### EXERCISE OBJECTIVE
Using the data below, return the stretch from the line that contains "99, &held).await.unwrap(), 0);" through the line that contains "authority.replace_role_ranks(1, &[(20, 9)]).await.unwrap();", both included, exactly as it stands and nothing beyond it.

(Collected data)
####
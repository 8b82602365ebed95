//! Caches keyed by `(guild, member)` with whole-guild invalidation.

use serde::Serialize;
use serde::de::DeserializeOwned;
use tracing::debug;

use super::backend::CacheBackend;
use super::key::{GuildId, MemberKey, guild_group};
use super::{CacheStats, ExpiringCache};
use crate::error::Result;

/// A [`CacheBackend`] over [`MemberKey`] that can drop every entry of a guild.
///
/// In-process caches scan their own keys. The shared backend keeps a
/// per-guild key set next to the entries, so a guild is dropped everywhere
/// no matter which process wrote its entries.
pub struct MemberCache<V>
where
    V: Clone + Send + Sync + 'static,
{
    cache: CacheBackend<MemberKey, V>,
}

impl<V> Clone for MemberCache<V>
where
    V: Clone + Send + Sync + 'static,
{
    fn clone(&self) -> Self {
        Self {
            cache: self.cache.clone(),
        }
    }
}

impl<V> MemberCache<V>
where
    V: Clone + Serialize + DeserializeOwned + Send + Sync + 'static,
{
    pub fn new(cache: CacheBackend<MemberKey, V>) -> Self {
        Self { cache }
    }

    pub async fn get(&self, key: &MemberKey) -> Option<V> {
        self.cache.get(key).await
    }

    pub async fn set(&self, key: MemberKey, value: V) -> Result<()> {
        self.cache.set(key, value).await
    }

    /// Write-through after a store read; failures are logged only.
    pub async fn fill(&self, key: MemberKey, value: V) {
        self.cache.fill(key, value).await;
    }

    /// See [`CacheBackend::fill_unless_stale`].
    pub async fn fill_unless_stale<F>(&self, key: MemberKey, value: V, is_fresh: F) -> Result<Option<V>>
    where
        F: Fn() -> bool,
    {
        self.cache.fill_unless_stale(key, value, is_fresh).await
    }

    pub async fn invalidate(&self, key: &MemberKey) -> Result<()> {
        self.cache.invalidate(key).await
    }

    /// Remove every entry of `guild_id`, leaving other guilds untouched.
    ///
    /// Returns the number of entries removed.
    pub async fn invalidate_guild(&self, guild_id: GuildId) -> Result<usize> {
        let removed = match &self.cache {
            CacheBackend::InProcess(cache) => {
                cache.invalidate_where(|key| key.guild_id == guild_id)
            }
            CacheBackend::Shared(cache) => cache.invalidate_group(&guild_group(guild_id)).await?,
        };
        debug!(
            "Cache '{}' dropped {} entries for guild {}",
            self.cache.name(),
            removed,
            guild_id
        );
        Ok(removed)
    }

    pub async fn clear(&self) -> Result<()> {
        self.cache.clear().await
    }

    pub fn local(&self) -> Option<&ExpiringCache<MemberKey, V>> {
        self.cache.local()
    }

    pub fn stats(&self) -> Option<CacheStats> {
        self.cache.stats()
    }
}
#[cfg(test)]
mod tests {
    use super::*;
    use crate::database::{MemoryAuthorityStore, ModerationState, Patch};
    use crate::permissions::StaticDirectory;

    fn authority(store: MemoryAuthorityStore) -> (Authority, Arc<MemoryAuthorityStore>) {
        let store = Arc::new(store);
        let authority = Authority::in_process(
            &Config::default(),
            store.clone(),
            Arc::new(StaticDirectory::new()),
        );
        (authority, store)
    }

    fn roles(ids: &[RoleId]) -> HashSet<RoleId> {
        ids.iter().copied().collect()
    }

    #[tokio::test]
    async fn test_rank_change_visible_after_invalidation() {
        let (authority, store) =
            authority(MemoryAuthorityStore::new().with_ranks(42, &[(10, 3), (20, 7)]));
        let resolver = authority.resolver();

        assert_eq!(resolver.resolve(42, 99, &roles(&[10])).await.unwrap(), 3);

        store
            .upsert_role_rank(&RoleRankAssignment::new(42, 10, 1))
            .await
            .unwrap();
        // Cached until invalidated
        assert_eq!(resolver.resolve(42, 99, &roles(&[10])).await.unwrap(), 3);

        resolver.invalidate(42, 99).await.unwrap();
        assert_eq!(resolver.resolve(42, 99, &roles(&[10])).await.unwrap(), 1);
    }

    #[tokio::test]
    async fn test_assign_role_rank_invalidates_before_returning() {
        let (authority, store) = authority(MemoryAuthorityStore::new().with_ranks(42, &[(10, 3)]));
        let held = roles(&[10]);

        assert_eq!(authority.resolver().resolve(42, 99, &held).await.unwrap(), 3);
        assert_eq!(authority.resolver().resolve(42, 98, &held).await.unwrap(), 3);
        assert_eq!(store.assignment_fetches(), 2);

        authority.assign_role_rank(42, 10, 1).await.unwrap();
        assert_eq!(authority.resolver().resolve(42, 99, &held).await.unwrap(), 1);
        assert_eq!(authority.resolver().resolve(42, 98, &held).await.unwrap(), 1);
        assert_eq!(store.assignment_fetches(), 4);

        assert!(authority.unassign_role(42, 10).await.unwrap());
        assert_eq!(authority.resolver().resolve(42, 99, &held).await.unwrap(), 0);
    }

    #[tokio::test]
    async fn test_replace_role_ranks() {
        let (authority, _) = authority(MemoryAuthorityStore::new().with_ranks(1, &[(10, 3)]));
        let held = roles(&[10, 20]);
        assert_eq!(authority.resolver().resolve(1, 5, &held).await.unwrap(), 3);

        authority.replace_role_ranks(1, &[(20, 9)]).await.unwrap();
        assert_eq!(authority.resolver().resolve(1, 5, &held).await.unwrap(), 9);
        assert_eq!(authority.resolver().resolve(1, 5, &roles(&[10])).await.unwrap(), 0);

        assert!(authority.replace_role_ranks(1, &[(-1, 2)]).await.is_err());
    }

    #[tokio::test]
    async fn test_member_roles_changed() {
        let (authority, store) = authority(MemoryAuthorityStore::new().with_ranks(1, &[(10, 3)]));
        authority.resolver().resolve(1, 5, &roles(&[10])).await.unwrap();

        authority.member_roles_changed(1, 5).await.unwrap();
        authority.resolver().resolve(1, 5, &roles(&[10])).await.unwrap();
        assert_eq!(store.assignment_fetches(), 2);
    }

    #[tokio::test]
    async fn test_update_guild_profile_partial() {
        let (authority, _) = authority(MemoryAuthorityStore::new());
        let cache = authority.guild_config();

        authority
            .update_guild_profile(7, &ProfileUpdate::new().audit_log_channel(Patch::Value(5)))
            .await
            .unwrap();
        cache.get_or_load(7).await.unwrap();
        authority
            .update_guild_profile(7, &ProfileUpdate::new().mod_log_channel(Patch::Value(9)))
            .await
            .unwrap();

        // The second write dropped the cached copy
        assert_eq!(cache.get(7).await.unwrap(), None);

        let profile = cache.get_or_load(7).await.unwrap();
        assert_eq!(profile.audit_log_channel_id, Some(5));
        assert_eq!(profile.mod_log_channel_id, Some(9));
        assert_eq!(profile.jail_role_id, None);
        assert_eq!(profile.jail_channel_id, None);

        authority
            .update_guild_profile(7, &ProfileUpdate::new().audit_log_channel(Patch::Clear))
            .await
            .unwrap();
        let profile = cache.get_or_load(7).await.unwrap();
        assert_eq!(profile.audit_log_channel_id, None);
        assert_eq!(profile.mod_log_channel_id, Some(9));
    }

    #[tokio::test]
    async fn test_entity_status_hooks() {
        let (authority, _) = authority(MemoryAuthorityStore::new());
        let cache = authority.entity_status();

        assert_eq!(cache.get_or_fetch(1, 2).await.unwrap(), EntityStatus::Flag(false));

        authority
            .set_entity_status(1, 2, ModerationState::Jailed.into())
            .await
            .unwrap();
        assert_eq!(
            cache.get_or_fetch(1, 2).await.unwrap(),
            EntityStatus::State(ModerationState::Jailed)
        );

        authority.clear_entity_status(1, 2).await.unwrap();
        assert_eq!(cache.get_or_fetch(1, 2).await.unwrap(), EntityStatus::default());
    }

    #[tokio::test]
    async fn test_authorize_fails_closed() {
        let (authority, store) = authority(MemoryAuthorityStore::new().with_ranks(1, &[(10, 5)]));
        let held = roles(&[10]);

        assert!(authority.authorize(1, 2, &held, 5).await.is_allowed());
        assert_eq!(
            authority.authorize(1, 2, &held, 6).await,
            Authorization::Denied(DenyReason::InsufficientRank {
                rank: 5,
                required: 6
            })
        );

        store.set_offline(true);
        // Cached rank still answers
        assert!(authority.authorize(1, 2, &held, 5).await.is_allowed());

        match authority.authorize(1, 3, &held, 0).await {
            Authorization::Denied(DenyReason::Unresolved(e)) => assert!(e.is_store_unavailable()),
            other => panic!("expected denial, got {other:?}"),
        }
        assert!(!authority.authorize(-1, 3, &held, 0).await.is_allowed());
    }

    #[tokio::test(start_paused = true)]
    async fn test_write_committed_before_timeout_still_invalidates() {
        let store = Arc::new(MemoryAuthorityStore::new().with_ranks(1, &[(10, 5)]));
        let config = Config {
            store_timeout_ms: 100,
            ..Config::default()
        };
        let authority =
            Authority::in_process(&config, store.clone(), Arc::new(StaticDirectory::new()));
        let held = roles(&[10]);
        assert_eq!(authority.resolver().resolve(1, 2, &held).await.unwrap(), 5);

        // Applied at once, acknowledged long after the timeout
        store.set_ack_delay(Some(Duration::from_secs(10)));
        let err = authority.assign_role_rank(1, 10, 0).await.unwrap_err();
        assert!(err.is_store_unavailable());
        store.set_ack_delay(None);

        assert_eq!(authority.resolver().resolve(1, 2, &held).await.unwrap(), 0);
        assert_eq!(store.assignment_fetches(), 2);
    }

    #[tokio::test(start_paused = true)]
    async fn test_profile_write_timeout_still_invalidates() {
        let store = Arc::new(MemoryAuthorityStore::new());
        let config = Config {
            store_timeout_ms: 100,
            ..Config::default()
        };
        let authority =
            Authority::in_process(&config, store.clone(), Arc::new(StaticDirectory::new()));
        authority.guild_config().get_or_load(3).await.unwrap();

        store.set_ack_delay(Some(Duration::from_secs(10)));
        let update = ProfileUpdate::new().jail_role(Patch::Value(44));
        assert!(authority.update_guild_profile(3, &update).await.is_err());
        assert_eq!(authority.guild_config().get(3).await.unwrap(), None);

        store.set_ack_delay(None);
        let profile = authority.guild_config().get_or_load(3).await.unwrap();
        assert_eq!(profile.jail_role_id, Some(44));
    }

    #[tokio::test]
    async fn test_rejected_write_still_invalidates() {
        let (authority, store) = authority(MemoryAuthorityStore::new().with_ranks(1, &[(10, 5)]));
        authority.resolver().resolve(1, 2, &roles(&[10])).await.unwrap();

        store.set_offline(true);
        let err = authority.assign_role_rank(1, 10, 1).await.unwrap_err();
        assert!(err.is_store_unavailable());

        // The cached rank is gone; with the store down the check fails closed
        assert!(authority.resolver().resolve(1, 2, &roles(&[10])).await.is_err());
        store.set_offline(false);
        assert_eq!(authority.resolver().resolve(1, 2, &roles(&[10])).await.unwrap(), 5);
    }

    #[tokio::test]
    async fn test_reset_clears_every_cache() {
        let (authority, store) = authority(
            MemoryAuthorityStore::new()
                .with_ranks(1, &[(10, 5)])
                .with_profile(GuildPermissionProfile::new(1)),
        );
        authority.guild_config().get_or_load(1).await.unwrap();
        authority.entity_status().set(1, 2, true.into()).await.unwrap();
        authority.resolver().resolve(1, 2, &roles(&[10])).await.unwrap();

        authority.reset().await.unwrap();

        assert_eq!(authority.guild_config().get(1).await.unwrap(), None);
        assert_eq!(authority.entity_status().get(1, 2).await.unwrap(), None);
        authority.resolver().resolve(1, 2, &roles(&[10])).await.unwrap();
        assert_eq!(store.assignment_fetches(), 2);
    }
}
####
### RESPONSE FOR THIS EXERCISE
        assert_eq!(authority.resolver().resolve(42, 99, &held).await.unwrap(), 0);
    }

    #[tokio::test]
    async fn test_replace_role_ranks() {
        let (authority, _) = authority(MemoryAuthorityStore::new().with_ranks(1, &[(10, 3)]));
        let held = roles(&[10, 20]);
        assert_eq!(authority.resolver().resolve(1, 5, &held).await.unwrap(), 3);

        authority.replace_role_ranks(1, &[(20, 9)]).await.unwrap();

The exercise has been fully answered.